James had essentially died three consecutive times. Had he not been administered Narcan, he would not have survived the overdose. However, instead of flushing the pill, James chose to sneak it to his friend who put it in their pocket so that once they left the hospital, they could get high again, which they did.

This story may sound shocking and outlandish. But these types of things are more common than you would imagine.

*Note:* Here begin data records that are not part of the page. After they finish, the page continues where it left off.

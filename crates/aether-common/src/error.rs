pub type GatewayResult<T> = Result<T, GatewayError>;

/// Canonical gateway error kinds.
///
/// `kind()` values are stable identifiers used in logs, task records and
/// usage metadata; display strings are client-safe after sanitization.
#[derive(Debug, Clone, thiserror::Error)]
pub enum GatewayError {
    #[error("invalid request: {0}")]
    InvalidRequest(String),

    /// HTTP 200 with an error payload in the body; retryable across candidates.
    #[error("embedded error from {provider}: {message}")]
    EmbeddedError {
        provider: String,
        code: Option<i64>,
        message: String,
        status: Option<String>,
    },

    /// HTML body or 5xx from an upstream; retryable across candidates.
    #[error("provider not available: {0}")]
    ProviderNotAvailable(String),

    #[error("client disconnected")]
    ClientDisconnected,

    #[error("poll failed permanently: {0}")]
    PollPermanentError(String),

    #[error("poll budget exhausted after {0} polls")]
    PollTimeout(i32),

    #[error("failed to decrypt provider credential")]
    DecryptionError,

    #[error("task missing provider endpoint or key")]
    MissingProviderInfo,

    #[error("task missing external task id")]
    MissingExternalTaskId,

    #[error("billing incomplete, missing dimensions: {0:?}")]
    BillingIncomplete(Vec<String>),

    #[error("upstream request failed: {0}")]
    Upstream(String),

    /// Duplicate external id on submit and similar uniqueness races.
    #[error("conflict: {0}")]
    Conflict(String),

    #[error("not found: {0}")]
    NotFound(String),
}

impl GatewayError {
    pub fn kind(&self) -> &'static str {
        match self {
            GatewayError::InvalidRequest(_) => "invalid_request",
            GatewayError::EmbeddedError { .. } => "embedded_error",
            GatewayError::ProviderNotAvailable(_) => "provider_not_available",
            GatewayError::ClientDisconnected => "client_disconnected",
            GatewayError::PollPermanentError(_) => "poll_permanent_error",
            GatewayError::PollTimeout(_) => "poll_timeout",
            GatewayError::DecryptionError => "decryption_error",
            GatewayError::MissingProviderInfo => "missing_provider_info",
            GatewayError::MissingExternalTaskId => "missing_external_task_id",
            GatewayError::BillingIncomplete(_) => "billing_incomplete",
            GatewayError::Upstream(_) => "upstream_error",
            GatewayError::Conflict(_) => "conflict",
            GatewayError::NotFound(_) => "not_found",
        }
    }

    /// Whether the scheduler may advance to the next candidate.
    pub fn is_retryable(&self) -> bool {
        matches!(
            self,
            GatewayError::EmbeddedError { .. }
                | GatewayError::ProviderNotAvailable(_)
                | GatewayError::Upstream(_)
        )
    }
}

#[cfg(test)]
mod tests {
    use super::*;

    #[test]
    fn kinds_are_canonical() {
        assert_eq!(
            GatewayError::ProviderNotAvailable("x".into()).kind(),
            "provider_not_available"
        );
        assert_eq!(GatewayError::ClientDisconnected.kind(), "client_disconnected");
    }

    #[test]
    fn retryability_matches_dispatch_contract() {
        assert!(
            GatewayError::EmbeddedError {
                provider: "gemini".into(),
                code: Some(429),
                message: "quota".into(),
                status: Some("RESOURCE_EXHAUSTED".into()),
            }
            .is_retryable()
        );
        assert!(!GatewayError::ClientDisconnected.is_retryable());
        assert!(!GatewayError::InvalidRequest("bad".into()).is_retryable());
    }
}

The Opioid Crisis in Arkansas

The opioid crisis is a serious problem nationwide, especially in Arkansas where opioid overdose has become one of the most significant problems facing our community to date. It has destroyed countless lives across our nation and in our local communities. A study from the CDC reported over 70,000 people died of an overdose in the U.S. in 2019.[1] The most updated numbers from the Arkansas Takeback website report that there was a 251% increase in fentanyl overdose deaths in Arkansas from 2019-2021.[2] The rate of drug overdose deaths was 21.6% in 2019. The site also reported “863 Arkansas families lost a loved one to fentanyl since 2014, which is likely low due to underreporting and pending cases.” Additionally, deaths involving opioids increased likely due to illicitly manufactured fentanyl. Sadly, Arkansas is currently number two in the nation for opioid prescriptions.  

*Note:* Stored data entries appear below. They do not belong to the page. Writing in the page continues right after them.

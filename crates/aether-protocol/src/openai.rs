use serde::{Deserialize, Serialize};

/// `usage` object on chat completions (and streaming usage chunks).
#[derive(Debug, Clone, Default, PartialEq, Serialize, Deserialize)]
pub struct CompletionUsage {
    #[serde(default)]
    pub prompt_tokens: i64,
    #[serde(default)]
    pub completion_tokens: i64,
    #[serde(default)]
    pub total_tokens: i64,
    #[serde(default, skip_serializing_if = "Option::is_none")]
    pub prompt_tokens_details: Option<PromptTokensDetails>,
}

#[derive(Debug, Clone, Default, PartialEq, Serialize, Deserialize)]
pub struct PromptTokensDetails {
    #[serde(default)]
    pub cached_tokens: i64,
}

#[derive(Debug, Clone, PartialEq, Serialize, Deserialize)]
pub struct ErrorBody {
    pub error: ErrorDetail,
}

#[derive(Debug, Clone, Default, PartialEq, Serialize, Deserialize)]
pub struct ErrorDetail {
    #[serde(default)]
    pub message: String,
    #[serde(default, rename = "type", skip_serializing_if = "Option::is_none")]
    pub error_type: Option<String>,
    #[serde(default, skip_serializing_if = "Option::is_none")]
    pub code: Option<serde_json::Value>,
}

/// Video job resource as returned by `/v1/videos` (Sora-style).
#[derive(Debug, Clone, Default, PartialEq, Serialize, Deserialize)]
pub struct VideoJob {
    pub id: String,
    #[serde(default)]
    pub status: String,
    #[serde(default, skip_serializing_if = "Option::is_none")]
    pub model: Option<String>,
    #[serde(default, skip_serializing_if = "Option::is_none")]
    pub progress: Option<i32>,
    #[serde(default, skip_serializing_if = "Option::is_none")]
    pub seconds: Option<String>,
    #[serde(default, skip_serializing_if = "Option::is_none")]
    pub size: Option<String>,
    #[serde(default, skip_serializing_if = "Option::is_none")]
    pub expires_at: Option<i64>,
    #[serde(default, skip_serializing_if = "Option::is_none")]
    pub error: Option<ErrorDetail>,
}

Treating Opioid Addiction Through Medication-Assisted Treatment

With such staggering statistics, treating opioid addiction is becoming paramount. One treatment method is medication-assisted treatment (MAT), which involves the use of FDA-approved medications in combination with counseling and behavioral therapies to provide a robust and effective approach to the treatment of substance use disorders.

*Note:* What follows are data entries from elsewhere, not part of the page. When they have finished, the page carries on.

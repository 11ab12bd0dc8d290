use serde_json::{Map, Value, json};
use time::OffsetDateTime;

use aether_billing::{
    BillingService, CostBreakdown, DimensionCollectInput, ShadowBillingService,
    normalize_input_tokens_for_billing,
};
use aether_common::{GatewayConfig, GatewayResult, sanitize_error_message};
use aether_storage::entities::{usage, video_tasks};
use aether_storage::{Storage, StorageResult};
use aether_transform::InternalUsage;

use crate::stream::StreamContext;

fn now() -> OffsetDateTime {
    OffsetDateTime::now_utc()
}

/// Writes and settles usage rows. The only component that persists billing
/// outcomes; the billing crate itself never writes.
pub struct UsageService<'a> {
    storage: &'a dyn Storage,
    config: &'a GatewayConfig,
}

#[derive(Debug, Clone)]
pub struct PendingUsageInput {
    pub request_id: String,
    pub user_id: i64,
    pub api_key_id: i64,
    pub model: String,
    pub api_format: String,
    pub request_type: String,
    pub is_stream: bool,
}

impl<'a> UsageService<'a> {
    pub fn new(storage: &'a dyn Storage, config: &'a GatewayConfig) -> Self {
        Self { storage, config }
    }

    /// Insert a pending row up front so async work is visible immediately.
    pub async fn create_pending(&self, input: PendingUsageInput) -> StorageResult<()> {
        let at = now();
        self.storage
            .insert_usage(usage::Model {
                id: 0,
                request_id: input.request_id,
                user_id: input.user_id,
                api_key_id: input.api_key_id,
                model: input.model,
                api_format: input.api_format,
                request_type: input.request_type,
                is_stream: input.is_stream,
                status: "pending".to_string(),
                status_code: None,
                provider_name: None,
                provider_id: None,
                provider_endpoint_id: None,
                provider_api_key_id: None,
                endpoint_api_format: None,
                input_tokens: 0,
                output_tokens: 0,
                cache_read_input_tokens: 0,
                cache_creation_input_tokens: 0,
                total_cost: 0.0,
                response_time_ms: None,
                error_message: None,
                request_metadata: None,
                created_at: at,
                updated_at: at,
            })
            .await
    }

    /// Stamp provider info onto a pending row once the upstream accepted an
    /// async submit. Cost stays zero until the poller settles the task.
    #[allow(clippy::too_many_arguments)]
    pub async fn finalize_submitted(
        &self,
        request_id: &str,
        provider_name: &str,
        provider_id: i64,
        endpoint_id: i64,
        key_id: i64,
        endpoint_api_format: &str,
        status_code: u16,
        response_time_ms: i64,
    ) -> StorageResult<()> {
        let Some(mut row) = self.storage.usage_by_request_id(request_id).await? else {
            return Ok(());
        };
        row.provider_name = Some(provider_name.to_string());
        row.provider_id = Some(provider_id);
        row.provider_endpoint_id = Some(endpoint_id);
        row.provider_api_key_id = Some(key_id);
        row.endpoint_api_format = Some(endpoint_api_format.to_string());
        row.status_code = Some(i32::from(status_code));
        row.response_time_ms = Some(response_time_ms);
        row.updated_at = now();
        self.storage.update_usage(row).await
    }

    /// Legacy-engine arithmetic: plain float math over model pricing. Kept
    /// deliberately separate from the decimal engine it reconciles against.
    async fn legacy_breakdown(
        &self,
        model: &str,
        provider_id: Option<i64>,
        usage: InternalUsage,
        is_failed: bool,
    ) -> CostBreakdown {
        let Some(global_model) = self
            .storage
            .global_model(model)
            .await
            .ok()
            .flatten()
        else {
            return CostBreakdown::default();
        };
        let provider_model = match provider_id {
            Some(provider_id) => self
                .storage
                .provider_model(provider_id, global_model.id)
                .await
                .ok()
                .flatten(),
            None => None,
        };

        let price = |path: &str| -> f64 {
            aether_billing::rules::get_nested(provider_model.as_ref().map(|m| &m.config), path)
                .or_else(|| aether_billing::rules::get_nested(Some(&global_model.config), path))
                .and_then(Value::as_f64)
                .unwrap_or(0.0)
        };

        let input_cost = usage.input_tokens as f64 * price("billing.price.input_per_1m") / 1e6;
        let output_cost = usage.output_tokens as f64 * price("billing.price.output_per_1m") / 1e6;
        let cache_read_cost =
            usage.cache_read_tokens as f64 * price("billing.price.cache_read_per_1m") / 1e6;
        let cache_creation_cost = usage.cache_creation_tokens as f64
            * price("billing.price.cache_creation_per_1m")
            / 1e6;
        let request_cost = if is_failed {
            0.0
        } else {
            price("billing.price.per_request")
        };

        CostBreakdown {
            input_cost,
            output_cost,
            cache_creation_cost,
            cache_read_cost,
            request_cost,
            total_cost: input_cost + output_cost + cache_creation_cost + cache_read_cost
                + request_cost,
        }
    }

    /// Settle a finished (or failed) chat/cli request from its stream context.
    #[allow(clippy::too_many_arguments)]
    pub async fn finalize_chat(
        &self,
        request_id: &str,
        user_id: i64,
        api_key_id: i64,
        task_type: &str,
        ctx: &StreamContext,
        response_time_ms: i64,
    ) -> GatewayResult<()> {
        let is_failed = !ctx.is_success();
        let billing_format = ctx
            .provider_api_format
            .clone()
            .unwrap_or_else(|| ctx.api_format.clone());

        let mut usage = ctx.usage();
        usage.input_tokens = normalize_input_tokens_for_billing(
            Some(billing_format.as_str()),
            usage.input_tokens,
            usage.cache_read_tokens,
        );

        let legacy = self
            .legacy_breakdown(&ctx.model, ctx.provider_id, usage, is_failed)
            .await;

        let provider_label = ctx.provider_name.clone().unwrap_or_default();
        let shadow = ShadowBillingService::new(self.storage, self.config)
            .calculate_with_shadow(
                &provider_label,
                ctx.provider_id,
                &ctx.model,
                task_type,
                usage.input_tokens,
                usage.output_tokens,
                usage.cache_creation_tokens,
                usage.cache_read_tokens,
                legacy,
                is_failed,
            )
            .await?;

        let mut metadata = Map::new();
        metadata.insert(
            "billing_shadow".to_string(),
            json!({
                "engine_mode": shadow.engine_mode.as_str(),
                "truth_engine": shadow.truth_engine.as_str(),
                "was_fallback": shadow.was_fallback,
                "comparison": Value::Object(shadow.comparison.clone()),
            }),
        );
        if let Some(snapshot) = &shadow.shadow_snapshot {
            metadata.insert("billing_snapshot".to_string(), snapshot.to_value());
        }

        let at = now();
        let total_cost = shadow.truth_breakdown.total_cost;

        let row = usage::Model {
            id: 0,
            request_id: request_id.to_string(),
            user_id,
            api_key_id,
            model: ctx.model.clone(),
            api_format: ctx.api_format.clone(),
            request_type: task_type.to_string(),
            is_stream: true,
            status: if is_failed { "failed" } else { "completed" }.to_string(),
            status_code: Some(i32::from(ctx.status_code)),
            provider_name: ctx.provider_name.clone(),
            provider_id: ctx.provider_id,
            provider_endpoint_id: ctx.endpoint_id,
            provider_api_key_id: ctx.key_id,
            endpoint_api_format: ctx.provider_api_format.clone(),
            input_tokens: usage.input_tokens,
            output_tokens: usage.output_tokens,
            cache_read_input_tokens: usage.cache_read_tokens,
            cache_creation_input_tokens: usage.cache_creation_tokens,
            total_cost,
            response_time_ms: Some(response_time_ms),
            error_message: ctx
                .error_message
                .as_deref()
                .map(sanitize_error_message),
            request_metadata: Some(Value::Object(metadata)),
            created_at: at,
            updated_at: at,
        };

        if let Err(err) = self.storage.insert_usage(row).await {
            tracing::warn!(request_id, error = %err, "failed to persist usage row");
        }
        Ok(())
    }

    /// Settle a terminal video task through the billing engine and update its
    /// pending usage row. Runs inside the poller's update session.
    pub async fn finalize_video_task(&self, task: &video_tasks::Model) -> GatewayResult<()> {
        let metadata = json!({
            "task": {
                "size": task.resolution,
                "resolution": task.resolution,
                "duration_seconds": task.duration_seconds,
                "video_duration_seconds": task.video_duration_seconds,
            }
        });

        let mut base_dimensions = Map::new();
        let effective_duration = task
            .video_duration_seconds
            .or(task.duration_seconds)
            .unwrap_or(0.0);
        base_dimensions.insert(
            "duration_seconds".to_string(),
            Value::from(effective_duration),
        );
        base_dimensions.insert(
            "request_count".to_string(),
            Value::from(i64::from(task.status == "completed")),
        );

        let billing_format = task
            .provider_api_format
            .clone()
            .unwrap_or_else(|| task.client_api_format.clone());

        let billing = BillingService::new(self.storage, self.config);
        let result = billing
            .calculate_from_response(
                "video",
                &task.model,
                task.provider_id,
                Some(billing_format.as_str()),
                DimensionCollectInput {
                    request: None,
                    response: None,
                    metadata: Some(&metadata),
                    base_dimensions: Some(&base_dimensions),
                },
                None,
            )
            .await?;

        let Some(mut row) = self
            .storage
            .usage_by_request_id(&task.request_id)
            .await
            .ok()
            .flatten()
        else {
            return Ok(());
        };

        let mut row_metadata = row
            .request_metadata
            .take()
            .and_then(|v| v.as_object().cloned())
            .unwrap_or_default();
        row_metadata.insert("billing_snapshot".to_string(), result.snapshot.to_value());

        row.status = if task.status == "completed" {
            "completed"
        } else {
            "failed"
        }
        .to_string();
        row.total_cost = if task.status == "completed" {
            result.cost
        } else {
            0.0
        };
        row.error_message = task.error_message.as_deref().map(sanitize_error_message);
        row.request_metadata = Some(Value::Object(row_metadata));
        row.updated_at = now();

        if let Err(err) = self.storage.update_usage(row).await {
            tracing::warn!(task_id = %task.id, error = %err, "failed to settle video usage");
        }
        Ok(())
    }
}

Related: Substance Abuse Recovery 101: Understanding Treatment Programs

At Lake Point Recovery and Wellness, our MAT program combines specialized medications such as Suboxone (a combination of Naloxone/Buprenorphine), Naltrexone, Vivitrol, and others with evidence-based counseling to aid people in learning recovery skills. These medications can prevent withdrawal symptoms and/or prevent the drug from being effective if they do relapse.

Cravings are a major part of recovery. Certain drugs such as Vivitrol will block the effect of opioids, while others such as Suboxone can reduce cravings, while also blocking any other opioid from being effective. The bottom line is MAT saves lives. Timothy Hughes, Director of Outpatient Services, said, “I have seen several clients stay clean while on these medications, patients who had frequent ER visits due to overdose before they started taking the medication. If our example from the vignette above, James, had been on a medication such as Vivitrol he would not have been able to endanger his life so severely.”

Lake Point Recovery and Wellness incorporates the option to engage in the MAT program while in our Residential Treatment and Outpatient and Intensive Outpatient Treatment programs. We will also accept clients using MAT services from other qualified and approved physicians. For many who struggle with addictions, withdrawals are the biggest barrier to recovery. MAT services can remove that barrier, enabling them to learn the skills needed to change their lives, or at the very least, prevent overdose until which time the person is ready to change.